__Work instruction__.
Give back exactly the first lines of the entries below, through the line with "pub fn from_json(json: &str)".

__Data to process__.

//! Derivation traces and solutions
//!
//! A trace records, in firing order, every rule application the fixpoint
//! propagation performed. Hosts render it as a worked solution; it is also
//! JSON-exportable for grading pipelines.

use crate::graph::QuantityId;
use serde::{Deserialize, Serialize};
use thiserror::Error;

/// Errors that can occur exporting a trace or figure description
#[derive(Error, Debug)]
pub enum ExportError {
    #[error("JSON serialization error: {0}")]
    Serialization(#[from] serde_json::Error),
}

/// Result type for export operations
pub type ExportResult<T> = Result<T, ExportError>;

/// A single rule application
#[derive(Debug, Clone, PartialEq, Serialize, Deserialize)]
pub struct DerivationStep {
    /// Quantities the rule consumed
    pub sources: Vec<QuantityId>,

    /// Quantity the rule produced
    pub target: QuantityId,

    /// Reasoning steps charged for this application
    pub cost: u32,

    /// Human-readable justification
    pub rationale: String,
}

/// Ordered record of one propagation run
#[derive(Debug, Clone, Default, PartialEq, Serialize, Deserialize)]
pub struct DerivationTrace {
    pub steps: Vec<DerivationStep>,
}

impl DerivationTrace {
    pub fn new() -> Self {
        Self::default()
    }

    pub fn push(&mut self, step: DerivationStep) {
        self.steps.push(step);
    }

    pub fn len(&self) -> usize {
        self.steps.len()
    }

    pub fn is_empty(&self) -> bool {
        self.steps.is_empty()
    }

    /// Steps that produced a given quantity
    pub fn steps_producing(&self, target: QuantityId) -> Vec<&DerivationStep> {
        self.steps.iter().filter(|s| s.target == target).collect()
    }

    /// Total reasoning-step cost over the whole trace
    pub fn total_cost(&self) -> u32 {
        self.steps.iter().map(|s| s.cost).sum()
    }

    pub fn to_json(&self) -> ExportResult<String> {
        Ok(serde_json::to_string_pretty(self)?)
    }

    pub fn from_json(json: &str) -> ExportResult<Self> {
        Ok(serde_json::from_str(json)?)
    }
}

/// Depth assigned to one target quantity
#[derive(Debug, Clone, Copy, PartialEq, Eq, Serialize, Deserialize)]
pub struct TargetDepth {
    pub target: QuantityId,
    pub depth: u32,
}

/// Outcome of solving a derivation graph
#[derive(Debug, Clone, Serialize, Deserialize)]
pub struct Solution {
    /// Whether every target is reachable from the chosen sources
    pub solved: bool,

    /// Locally irreducible set of measurable source quantities
    pub sources: Vec<QuantityId>,

    /// Maximum derivation depth over all targets
    pub max_depth: u32,

    /// Depth per target
    pub target_depths: Vec<TargetDepth>,

    /// Full propagation trace from the sources
    pub trace: DerivationTrace,
}

#[cfg(test)]
mod tests {
    use super::*;

    fn step(src: u32, tgt: u32, cost: u32) -> DerivationStep {
        DerivationStep {
            sources: vec![QuantityId(src)],
            target: QuantityId(tgt),
            cost,
            rationale: "test".to_string(),
        }
    }

    #[test]
    fn test_trace_accumulates() {
        let mut trace = DerivationTrace::new();
        assert!(trace.is_empty());

        trace.push(step(0, 1, 1));
        trace.push(step(1, 2, 0));

        assert_eq!(trace.len(), 2);
        assert_eq!(trace.total_cost(), 1);
    }

    #[test]
    fn test_steps_producing() {
        let mut trace = DerivationTrace::new();
        trace.push(step(0, 2, 1));
        trace.push(step(1, 2, 1));
        trace.push(step(2, 3, 1));

        assert_eq!(trace.steps_producing(QuantityId(2)).len(), 2);
        assert_eq!(trace.steps_producing(QuantityId(9)).len(), 0);
    }

    #[test]
    fn test_json_roundtrip() {
        let mut trace = DerivationTrace::new();
        trace.push(step(0, 1, 1));

        let json = trace.to_json().unwrap();
        let restored = DerivationTrace::from_json(&json).unwrap();

        assert_eq!(trace, restored);
    }
}
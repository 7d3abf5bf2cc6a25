//! Edges of a composite figure
//!
//! An edge is either a straight segment or a circular arc. Every edge
//! carries a visibility flag (invisible edges are seams between attached
//! shapes) and the set of shapes that own it. The owner set always has
//! exactly one element for a boundary edge and exactly two for a seam.

use super::point::Point2D;
use serde::{Deserialize, Serialize};
use std::fmt;

/// Newtype wrapper for edge identifiers
#[derive(Debug, Clone, Copy, PartialEq, Eq, Hash, PartialOrd, Ord, Serialize, Deserialize)]
pub struct EdgeId(pub u32);

impl fmt::Display for EdgeId {
    fn fmt(&self, f: &mut fmt::Formatter<'_>) -> fmt::Result {
        write!(f, "e{}", self.0)
    }
}

/// Newtype wrapper for shape identifiers
#[derive(Debug, Clone, Copy, PartialEq, Eq, Hash, PartialOrd, Ord, Serialize, Deserialize)]
pub struct ShapeId(pub u32);

impl fmt::Display for ShapeId {
    fn fmt(&self, f: &mut fmt::Formatter<'_>) -> fmt::Result {
        write!(f, "s{}", self.0)
    }
}

/// Geometric payload of an edge
#[derive(Debug, Clone, PartialEq, Serialize, Deserialize)]
pub enum EdgeGeometry {
    /// Straight segment between two endpoints
    Segment { start: Point2D, end: Point2D },

    /// Circular arc; angles in radians, swept counter-clockwise from
    /// `start_angle` to `end_angle` when `ccw` is true
    Arc {
        center: Point2D,
        radius: f64,
        start_angle: f64,
        end_angle: f64,
        ccw: bool,
    },
}

/// A single edge of the figure
#[derive(Debug, Clone, PartialEq, Serialize, Deserialize)]
pub struct Edge {
    pub id: EdgeId,
    pub geometry: EdgeGeometry,

    /// False means this edge is a seam between two attached shapes and is
    /// never drawn or measured directly
    pub visible: bool,

    /// Shapes that own this edge; len is 1 (boundary) or 2 (seam)
    pub owners: Vec<ShapeId>,
}

impl Edge {
    /// Create a visible straight edge owned by one shape
    pub fn segment(id: EdgeId, owner: ShapeId, start: Point2D, end: Point2D) -> Self {
        Self {
            id,
            geometry: EdgeGeometry::Segment { start, end },
            visible: true,
            owners: vec![owner],
        }
    }

    /// Create a visible arc edge owned by one shape
    pub fn arc(
        id: EdgeId,
        owner: ShapeId,
        center: Point2D,
        radius: f64,
        start_angle: f64,
        end_angle: f64,
    ) -> Self {
        Self {
            id,
            geometry: EdgeGeometry::Arc {
                center,
                radius,
                start_angle,
                end_angle,
                ccw: true,
            },
            visible: true,
            owners: vec![owner],
        }
    }

    pub fn is_segment(&self) -> bool {
        matches!(self.geometry, EdgeGeometry::Segment { .. })
    }

    pub fn is_arc(&self) -> bool {
        matches!(self.geometry, EdgeGeometry::Arc { .. })
    }

    /// Segment endpoints, if this is a segment
    pub fn endpoints(&self) -> Option<(Point2D, Point2D)> {
        match self.geometry {
            EdgeGeometry::Segment { start, end } => Some((start, end)),
            EdgeGeometry::Arc { .. } => None,
        }
    }

    /// Length of a segment, or arc radius for an arc (the measurable scalar
    /// either way)
    pub fn scalar(&self) -> f64 {
        match self.geometry {
            EdgeGeometry::Segment { start, end } => start.distance(&end),
            EdgeGeometry::Arc { radius, .. } => radius,
        }
    }

    /// Length of the segment; 0 for arcs
    pub fn length(&self) -> f64 {
        match self.geometry {
            EdgeGeometry::Segment { start, end } => start.distance(&end),
            EdgeGeometry::Arc { .. } => 0.0,
        }
    }

    /// Midpoint of a segment, or the point on the arc at its angular middle
    pub fn midpoint(&self) -> Point2D {
        match self.geometry {
            EdgeGeometry::Segment { start, end } => {
                Point2D::new((start.x + end.x) / 2.0, (start.y + end.y) / 2.0)
            }
            EdgeGeometry::Arc {
                center,
                radius,
                start_angle,
                end_angle,
                ..
            } => {
                let mid = (start_angle + end_angle) / 2.0;
                center.add(&Point2D::new(mid.cos(), mid.sin()).scale(radius))
            }
        }
    }

    /// Apply a rigid transform: rotate by `angle` about the origin, then
    /// translate by `offset`
    pub fn transform(&mut self, angle: f64, offset: Point2D) {
        match &mut self.geometry {
            EdgeGeometry::Segment { start, end } => {
                *start = start.rotate(angle).add(&offset);
                *end = end.rotate(angle).add(&offset);
            }
            EdgeGeometry::Arc {
                center,
                start_angle,
                end_angle,
                ..
            } => {
                *center = center.rotate(angle).add(&offset);
                *start_angle += angle;
                *end_angle += angle;
            }
        }
    }

    /// Mark this edge as a seam shared with `other_owner`
    ///
    /// The owner set grows to exactly two shapes and the edge becomes
    /// invisible.
    pub fn into_seam(&mut self, other_owner: ShapeId) {
        self.visible = false;
        if !self.owners.contains(&other_owner) {
            self.owners.push(other_owner);
        }
        debug_assert!(self.owners.len() == 2, "seam must have exactly two owners");
    }

    /// True if this edge spans the same physical segment as `other`, in
    /// either orientation, within `epsilon`
    pub fn same_span(&self, other: &Edge, epsilon: f64) -> bool {
        match (self.endpoints(), other.endpoints()) {
            (Some((a1, a2)), Some((b1, b2))) => {
                (a1.approx_eq(&b1, epsilon) && a2.approx_eq(&b2, epsilon))
                    || (a1.approx_eq(&b2, epsilon) && a2.approx_eq(&b1, epsilon))
            }
            _ => false,
        }
    }
}

#[cfg(test)]
mod tests {
    use super::*;

    fn seg(id: u32, x0: f64, y0: f64, x1: f64, y1: f64) -> Edge {
        Edge::segment(
            EdgeId(id),
            ShapeId(0),
            Point2D::new(x0, y0),
            Point2D::new(x1, y1),
        )
    }

    #[test]
    fn test_segment_length() {
        let e = seg(0, 0.0, 0.0, 3.0, 4.0);
        assert!((e.length() - 5.0).abs() < 1e-10);
        assert!((e.scalar() - 5.0).abs() < 1e-10);
    }

    #[test]
    fn test_arc_scalar_is_radius() {
        let e = Edge::arc(
            EdgeId(0),
            ShapeId(0),
            Point2D::new(1.0, 0.0),
            2.5,
            0.0,
            std::f64::consts::PI,
        );
        assert_eq!(e.scalar(), 2.5);
        assert!(e.is_arc());
    }

    #[test]
    fn test_transform_segment() {
        let mut e = seg(0, 0.0, 0.0, 2.0, 0.0);
        e.transform(std::f64::consts::FRAC_PI_2, Point2D::new(1.0, 1.0));

        let (start, end) = e.endpoints().unwrap();
        assert!(start.approx_eq(&Point2D::new(1.0, 1.0), 1e-10));
        assert!(end.approx_eq(&Point2D::new(1.0, 3.0), 1e-10));
    }

    #[test]
    fn test_transform_arc_shifts_angles() {
        let mut e = Edge::arc(
            EdgeId(0),
            ShapeId(0),
            Point2D::new(1.0, 0.0),
            1.0,
            0.0,
            std::f64::consts::PI,
        );
        e.transform(std::f64::consts::FRAC_PI_2, Point2D::new(0.0, 0.0));

        if let EdgeGeometry::Arc {
            center,
            start_angle,
            ..
        } = e.geometry
        {
            assert!(center.approx_eq(&Point2D::new(0.0, 1.0), 1e-10));
            assert!((start_angle - std::f64::consts::FRAC_PI_2).abs() < 1e-10);
        } else {
            panic!("expected arc");
        }
    }

    #[test]
    fn test_into_seam() {
        let mut e = seg(0, 0.0, 0.0, 1.0, 0.0);
        e.into_seam(ShapeId(1));

        assert!(!e.visible);
        assert_eq!(e.owners, vec![ShapeId(0), ShapeId(1)]);
    }

    #[test]
    fn test_same_span_either_orientation() {
        let a = seg(0, 0.0, 0.0, 2.0, 0.0);
        let b = seg(1, 2.0, 0.0, 0.0, 0.0);
        let c = seg(2, 0.0, 0.0, 2.0, 1.0);

        assert!(a.same_span(&b, 0.01));
        assert!(!a.same_span(&c, 0.01));
    }
}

__Output for this task__.
//! Derivation traces and solutions
//!
//! A trace records, in firing order, every rule application the fixpoint
//! propagation performed. Hosts render it as a worked solution; it is also
//! JSON-exportable for grading pipelines.

use crate::graph::QuantityId;
use serde::{Deserialize, Serialize};
use thiserror::Error;

/// Errors that can occur exporting a trace or figure description
#[derive(Error, Debug)]
pub enum ExportError {
    #[error("JSON serialization error: {0}")]
    Serialization(#[from] serde_json::Error),
}

/// Result type for export operations
pub type ExportResult<T> = Result<T, ExportError>;

/// A single rule application
#[derive(Debug, Clone, PartialEq, Serialize, Deserialize)]
pub struct DerivationStep {
    /// Quantities the rule consumed
    pub sources: Vec<QuantityId>,

    /// Quantity the rule produced
    pub target: QuantityId,

    /// Reasoning steps charged for this application
    pub cost: u32,

    /// Human-readable justification
    pub rationale: String,
}

/// Ordered record of one propagation run
#[derive(Debug, Clone, Default, PartialEq, Serialize, Deserialize)]
pub struct DerivationTrace {
    pub steps: Vec<DerivationStep>,
}

impl DerivationTrace {
    pub fn new() -> Self {
        Self::default()
    }

    pub fn push(&mut self, step: DerivationStep) {
        self.steps.push(step);
    }

    pub fn len(&self) -> usize {
        self.steps.len()
    }

    pub fn is_empty(&self) -> bool {
        self.steps.is_empty()
    }

    /// Steps that produced a given quantity
    pub fn steps_producing(&self, target: QuantityId) -> Vec<&DerivationStep> {
        self.steps.iter().filter(|s| s.target == target).collect()
    }

    /// Total reasoning-step cost over the whole trace
    pub fn total_cost(&self) -> u32 {
        self.steps.iter().map(|s| s.cost).sum()
    }

    pub fn to_json(&self) -> ExportResult<String> {
        Ok(serde_json::to_string_pretty(self)?)
    }

    pub fn from_json(json: &str) -> ExportResult<Self> {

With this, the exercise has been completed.